If I might still be able to use songbird, do you have advice onto parameters to train the model? And if not, any general advice about other methods I could use?
Hi @Beth_C,
Welcome to the forum!
The question you are asking has less to do with q2-songbird as a tool rather than just the effect of sample size in statistics. If I understand your design correctly, you have 100 different "treatments" with an n=3 each? If so, that is an extremely small sample size and unfortunately -in my opinion- no statistical test out there would be appropriate for that. Even if some tests do give you a p value, such as the beta-diversity tests you've ran, these are by no means reliable because with a sample size of 3 you are not going to be able to infer a true population mean/variance. Think of it this way, if you randomly drew 3 students from a classroom of 200 students and you saw 2 male + 1 female students, with that knowledge would you really be able to say with any level of confidence that in that classroom there are twice as many male students than females? Probably not right?
If you are able to collapse some of these 100 groups into larger groups then you may be able to run some more reliable tests but as it is, I would recommend just looking at the data in an exploratory way without any tests.
This mostly applies to frequentist statistics -- you don't have enough samples to get good estimates.

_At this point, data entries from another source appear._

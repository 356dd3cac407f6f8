use validator::Validate;

use autoloc_backend::dto::charge_dto::CreateChargeRequest;
use autoloc_backend::dto::contract_dto::CreateContractRequest;
use autoloc_backend::dto::customer_dto::CreateCustomerRequest;
use autoloc_backend::dto::facture_dto::CreateFactureRequest;
use autoloc_backend::dto::incident_dto::CreateAccidentRequest;

fn contract_json(client: &str, price: f64) -> String {
    format!(
        r#"{{
            "client": "{client}",
            "vehicle": "64b64c3f2f9b256e80f1a002",
            "contractDate": "2025-03-09",
            "departureDate": "2025-03-10",
            "departureTime": "09:00",
            "returnDate": "2025-03-13",
            "pricePerDay": {price},
            "discount": 50.0,
            "advance": 200.0,
            "paymentType": "espece"
        }}"#
    )
}

#[test]
fn test_contract_request_accepts_camel_case_payload() {
    let req: CreateContractRequest =
        serde_json::from_str(&contract_json("64b64c3f2f9b256e80f1a001", 300.0)).unwrap();
    assert!(req.validate().is_ok());
    assert_eq!(req.departure_time.as_deref(), Some("09:00"));
    assert!(req.extension.is_none());
}

#[test]
fn test_contract_request_rejects_malformed_object_id() {
    let req: CreateContractRequest =
        serde_json::from_str(&contract_json("not-an-id", 300.0)).unwrap();
    assert!(req.validate().is_err());
}

#[test]
fn test_contract_request_rejects_negative_price() {
    let req: CreateContractRequest =
        serde_json::from_str(&contract_json("64b64c3f2f9b256e80f1a001", -10.0)).unwrap();
    assert!(req.validate().is_err());
}

#[test]
fn test_contract_extension_requires_at_least_one_day() {
    let json = r#"{
        "client": "64b64c3f2f9b256e80f1a001",
        "vehicle": "64b64c3f2f9b256e80f1a002",
        "contractDate": "2025-03-09",
        "departureDate": "2025-03-10",
        "returnDate": "2025-03-13",
        "pricePerDay": 300.0,
        "paymentType": "espece",
        "extension": { "additionalDuration": 0, "pricePerDay": 350.0 }
    }"#;
    let req: CreateContractRequest = serde_json::from_str(json).unwrap();
    assert!(req.validate().is_err());
}

#[test]
fn test_customer_request_validates_email_and_phone() {
    let req = CreateCustomerRequest {
        first_name: "Amine".to_string(),
        last_name: "Bensalem".to_string(),
        birth_date: None,
        phone: "123".to_string(),
        email: Some("not-an-email".to_string()),
        address: None,
        wilaya: None,
        national_id: None,
        license_number: "DL-443221".to_string(),
        license_delivery_date: None,
        license_expiry_date: None,
    };
    let err = req.validate().unwrap_err();
    let fields = err.field_errors();
    assert!(fields.contains_key("phone"));
    assert!(fields.contains_key("email"));
}

#[test]
fn test_accident_request_rejects_whitespace_only_location() {
    let json = r#"{
        "vehicle": "64b64c3f2f9b256e80f1a002",
        "accidentDate": "2025-04-02",
        "location": "   ",
        "repairCost": 1200.0
    }"#;
    let req: CreateAccidentRequest = serde_json::from_str(json).unwrap();
    let err = req.validate().unwrap_err();
    assert!(err.field_errors().contains_key("location"));
}

#[test]
fn test_charge_request_rejects_blank_label_and_description() {
    let req = CreateChargeRequest {
        label: " \t ".to_string(),
        charge_date: "2025-04-02".to_string(),
        amount: 80.0,
        category: None,
        description: Some("  ".to_string()),
    };
    let err = req.validate().unwrap_err();
    let fields = err.field_errors();
    assert!(fields.contains_key("label"));
    assert!(fields.contains_key("description"));
}

#[test]
fn test_contract_request_rejects_whitespace_only_locations() {
    let json = r#"{
        "client": "64b64c3f2f9b256e80f1a001",
        "vehicle": "64b64c3f2f9b256e80f1a002",
        "contractDate": "2025-03-09",
        "departureDate": "2025-03-10",
        "returnDate": "2025-03-13",
        "pricePerDay": 300.0,
        "paymentType": "espece",
        "pickupLocation": "   ",
        "returnLocation": "Aeroport d'Alger"
    }"#;
    let req: CreateContractRequest = serde_json::from_str(json).unwrap();
    assert!(req.validate().is_err());
}

#[test]
fn test_facture_request_allows_partial_vat_primitives() {
    let json = r#"{
        "client": "64b64c3f2f9b256e80f1a001",
        "invoiceDate": "2025-03-01",
        "totalTtc": 100.0,
        "tvaPercentage": 20.0,
        "paymentType": "virement"
    }"#;
    let req: CreateFactureRequest = serde_json::from_str(json).unwrap();
    assert!(req.validate().is_ok());
    assert!(req.montant_ht.is_none());
    assert_eq!(req.total_ttc, Some(100.0));
}

#[test]
fn test_facture_request_rejects_percentage_above_hundred() {
    let json = r#"{
        "client": "64b64c3f2f9b256e80f1a001",
        "invoiceDate": "2025-03-01",
        "montantHt": 180.0,
        "tvaPercentage": 120.0,
        "paymentType": "virement"
    }"#;
    let req: CreateFactureRequest = serde_json::from_str(json).unwrap();
    assert!(req.validate().is_err());
}
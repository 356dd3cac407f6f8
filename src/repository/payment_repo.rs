use bson::{doc, oid::ObjectId};
use mongodb::Database;
use tracing::info;

use crate::model::client_payment::{ClientPayment, PaymentTarget};
use crate::model::document::Document;
use crate::repository::mongo::MongoCrud;
use crate::repository::repository_error::{RepositoryError, RepositoryResult};

pub struct PaymentRepository {
    crud: MongoCrud<ClientPayment>,
}

impl PaymentRepository {
    pub fn new(db: &Database) -> Self {
        PaymentRepository {
            crud: MongoCrud::new(db),
        }
    }

    #[tracing::instrument(skip(self, payment), fields(target = ?payment.paymentFor))]
    pub async fn create(&self, payment: ClientPayment) -> RepositoryResult<ClientPayment> {
        info!("Recording client payment");
        self.crud.create(payment).await
    }

    pub async fn get_by_id(&self, id: ObjectId) -> RepositoryResult<ClientPayment> {
        self.crud.get_by_id(id).await
    }

    pub async fn update(&self, id: ObjectId, payment: ClientPayment) -> RepositoryResult<ClientPayment> {
        self.crud.update(id, payment).await
    }

    pub async fn set_documents(&self, id: ObjectId, documents: &[Document]) -> RepositoryResult<()> {
        self.crud.set_documents(id, documents).await
    }

    pub async fn delete(&self, id: ObjectId) -> RepositoryResult<()> {
        self.crud.delete(id).await
    }

    pub async fn list(&self, page: u32, limit: u32) -> RepositoryResult<Vec<ClientPayment>> {
        self.crud.list(page, limit).await
    }

    /// Payments recorded against one contract, facture or accident.
    pub async fn find_by_target(
        &self,
        target: PaymentTarget,
        target_id: ObjectId,
    ) -> RepositoryResult<Vec<ClientPayment>> {
        let field = match target {
            PaymentTarget::Contract => "contract",
            PaymentTarget::Facture => "facture",
            PaymentTarget::Accident => "accident",
        };
        let target_bson = bson::to_bson(&target).map_err(RepositoryError::from)?;
        self.crud
            .find_by(doc! { "paymentFor": target_bson, field: target_id })
            .await
    }

    pub async fn count(&self) -> RepositoryResult<u64> {
        self.crud.count().await
    }
}
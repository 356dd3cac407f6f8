use std::sync::Arc;

use axum::routing::{delete, get, post, put};
use axum::Router;

use crate::handler::payment_handler::{
    delete_payment_handler, detach_payment_document_handler, get_payment_handler,
    list_payments_handler, list_target_payments_handler, record_payment_handler,
    update_payment_handler,
};
use crate::service::payment_service::PaymentServiceImpl;

pub fn payment_router(service: Arc<PaymentServiceImpl>) -> Router {
    Router::new()
        .route("/payments", post(record_payment_handler))
        .route("/payments", get(list_payments_handler))
        .route("/payments/search", get(list_target_payments_handler))
        .route("/payments/{id}", get(get_payment_handler))
        .route("/payments/{id}", put(update_payment_handler))
        .route("/payments/{id}", delete(delete_payment_handler))
        .route("/payments/{id}/documents", delete(detach_payment_document_handler))
        .with_state(service)
}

But in all seriousness, do we really need good estimates to answer these types of biological questions? If you already have a good idea what the outcome should be, you arguably don't need as many samples to validate your hypothesis. In fact, many clinical studies are done with an N=1. It turns out there is still quite a bit you can do in these sorts of scenarios, provided you have a very strong prior.
Low sample scenarios are where Bayesian tools really shine; you can incorporate your anticipated outcome in the model and determine how much the data will affect your hypothesis. So rather than performing a null hypothesis test to see if you data is randomly distributed, you perform a model-based to test properties on your model (ie is there a difference between my groups) where your model is informed by your data + your prior.
Songbird cant do this since its Bayesian, but aldex2 with custom R code maybe able do this. Birdman can definitely do this and can provide more flexible priors. Both routes require a steep learning curve in Bayesian statistics, which is expected for these types of tricky experimental designs.
Thanks for your helpful replies! Yes, I see what you mean about 3 being small for independent samples. In my case, n=3 are technical replicates in an in vitro setting, and not independent samples, which might change how I can think about comparing them and is a bit different than how these tools are normally used. I think the goal I'm trying achieve is not a statistical test but to calculate log ratio, which I can use for exploratory analysis, as you suggest. So far I've been browsing through the data looking at relative abundances, but given the limitations of this, it seems that log ratios might be a better option to summarize the results? Of course there are lots of tools that could calculate this in different ways, and I was initially a to try attracted to Songbird because I found it user-friendly for browsing this rather large data set. I wonder if this sounds reasonable to you, and if you have any advice for me about what some good options for calculating log ratios might be?
Got it. Yes, log ratios can help circumvent the issues that you raised. It maybe worthwhile to look at Qurro which can interactively allow to explore different combinations of features and see how their log-ratios vary over samples. You would need to run either Songbird or q2-aldex2 first to compute the differentials though
Great, yes. I've been having difficulty fitting a model for Songbird. Here's the command I used and the output. It seems to improve when I reduce the number of samples in the 16S-table. Is is appropriate to split up the data into groups for analysis?
Hi @Beth_C sorry I just saw this. Yes that does look like there is some overfitting going on; if splitting the data into groups works for you, I'd say just run with it, so long as the cross-validation error is reasonable.